Malachy McCourt: Singing My Him Song

Malachy McCourt: Singing My Him Song

"If you have the Irish brogue and you smile a charming smile, there is feck all you can't get away with," Malachy McCourt notes in Singing My Him Song, the second half of his autobiography. The quip would have been more appropriate to his first book, A Monk Swimming, which freely detailed how McCourt took ruthless advantage of his friends and family, bluffed his way into a stage-acting career, made fast cash by smuggling gold to India, neglected his family until his wife left him, and then terrorized his way back into her life and subsequently into jail. His gift for colorful tales told in effusively lively prose made him a minor Manhattan celebrity, but his personal life remained in a shambles as his drinking, his inner rage over his horrific childhood in Ireland, and his talent for self-justification kept him from building any sort of lasting peace with himself. Song continues the colorful tales, but in a far more muted voice, as McCourt alternates stories of energetic, alcohol-fueled mayhem with waves of racking guilt and self-hatred over his physical and emotional disintegration. The marauding yang to the sober yin of his brother Frank (author of Angela's Ashes and 'Tis), McCourt has lived an astonishing life, and Song skims across its highs and lows with reckless, entertaining abandon, as the author hops through 40 years of star-studded stints as a movie actor (and starving would-be movie actor), a soap-opera regular (seemingly always playing the "genial Irish pub owner"), a left-wing radio host, and a celebrity bartender.
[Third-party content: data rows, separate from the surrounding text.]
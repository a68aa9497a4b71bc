//! Task creation input.
//!
//! Rates arrive as raw integers and are validated into [`Percent`] and
//! [`BasisPoints`] when the task is created.
//!
//! [`Percent`]: bounty_types::Percent
//! [`BasisPoints`]: bounty_types::BasisPoints

use bounty_types::{Amount, Chain, MilestoneId, TaskId, Timestamp, WorkerId};
use serde::{Deserialize, Serialize};

#[derive(Clone, Debug, PartialEq, Eq, Serialize, Deserialize)]
pub struct NewMilestone {
    pub id: MilestoneId,
    pub title: String,
    /// Share of the task reward paid when this milestone is accepted.
    pub reward: Amount,
    #[serde(default)]
    pub stake: Amount,
}

#[derive(Clone, Debug, PartialEq, Eq, Serialize, Deserialize)]
pub struct NewTask {
    pub id: TaskId,
    pub creator: WorkerId,
    pub title: String,
    pub chain: Chain,
    pub reward: Amount,
    /// Flat stake; ignored when milestones are given.
    #[serde(default)]
    pub stake: Amount,
    /// Percentage of the stake slashed on failure (0..=100).
    #[serde(default)]
    pub slash_percentage: u32,
    /// Protocol fee override in basis points.
    #[serde(default)]
    pub protocol_fee_bps: Option<u32>,
    #[serde(default)]
    pub claim_timeout_minutes: Option<u32>,
    #[serde(default)]
    pub deadline: Option<Timestamp>,
    #[serde(default)]
    pub required_capabilities: Vec<String>,
    #[serde(default)]
    pub milestones: Vec<NewMilestone>,
    #[serde(default)]
    pub max_attempts_per_worker: Option<u32>,
}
While neglecting or fighting with his new wife and both his old and new children, McCourt travels across the country and around the world, describing the most appallingly self-centered behavior with sly humor and clever turns of phrase that inevitably evoke as much admiration as shock. His talent for creative expression is so great that it even keeps his ultimate redemption and recovery from turning maudlin, pious, or preachy, as such tales often are. Frank McCourt fans may want to pick up this book just to find out what ultimately happened to Angela's ashes, which feature prominently in some of Malachy's appalling but hilarious anecdotes. For everyone else, Singing My Him Song is a bitter but unflaggingly riotous jokebook with a happy ending as its surprising punchline.